Rovee-Collier developed a task that thrills infants and turns out to be very handy for investigating memory in babies: simply connect a ribbon from the baby’s leg to an overhead mobile in him crib. Within a few minutes an infant learns that he can move the mobile by kicking his leg, which gives him a highly memorable taste of power! Using this tool at home, you can ask some interesting questions just as Rovee-Collier’s research team has: Can your three-month-old remember how to work the mobile the next time he sees it? Are there ways to extend his memory? How detailed is his memory? Your baby, of course, can’t tell you what he remembers, but the three mini-investigations here are designed so that he can show you.

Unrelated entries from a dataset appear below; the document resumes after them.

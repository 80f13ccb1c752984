//! Analysis orchestration and reporting

pub mod analyzer;
pub mod text_report;

pub use analyzer::{AnalysisResult, Analyzer, Summary};
pub use text_report::{render_report, TextReport};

What did the scientists find?
Infant and toddler memory is robust. Dr. Rovee-Collier and her colleagues found that the typical three-month-old immediately remembers the kicking trick for three or four days after he learns it. (A two-month-old forgets the task one to three days after training, and six-month-olds can remember up to two weeks).
A little reminder goes a long way. Even after he has forgotten, priming a baby with a little reminder of the system can reactivate latent memory. Rovee-Collier has shown that with repeated reminders, an infant can remember the event until he is 18 months old!
Baby memories are highly specific. In the “novel mobile” investigation Rovee-Collier finds that babies do not remember the generalized task of how to move a mobile, rather, they remember how to move that specific mobile and only kick at a high rate in response to the mobile on which they were trained. However, if you wait a few days before showing the altered mobile, babies often respond to it with the high kicking frequency. Rovee-Collier interprets this as the baby’s gradual forgetting of the specific features of a particular mobile. This finding highlights a similarity between infant and adult memories: details usually are the first things to go when a memory is forgotten, and the broader concept lasts longer.
The Big Picture
We see with this project that life in infancy is not such a “great blooming buzz and confusion” as Harvard psychologist William James reflected in 1890. Very young babies lay down specific and lasting memories of their experiences, and appropriate reminders can recover memories after they are “forgotten”. Rovee-Collier’s research suggests that infantile amnesia is the result of failure to retrieve a memory rather than a failure to form a memory in the first place.
Further, Dr. Rovee-Collier suggests that children – perhaps even adults – may technically still have memories from infancy, but several factors keep us from realizing that they are memories. For example, infants continually update and modify memories in the same ways that adults do. These updates make it difficult to recognize the memory as one from infancy. Also, because their rapid development dramatically changes their sense of the world, the context in which an infant lays down a memory frequently no longer matches the context of the later retrieval period so it becomes hard to find an appropriate cue to summon up the memory. It’s no wonder infant memories are so hard to recognize and recover!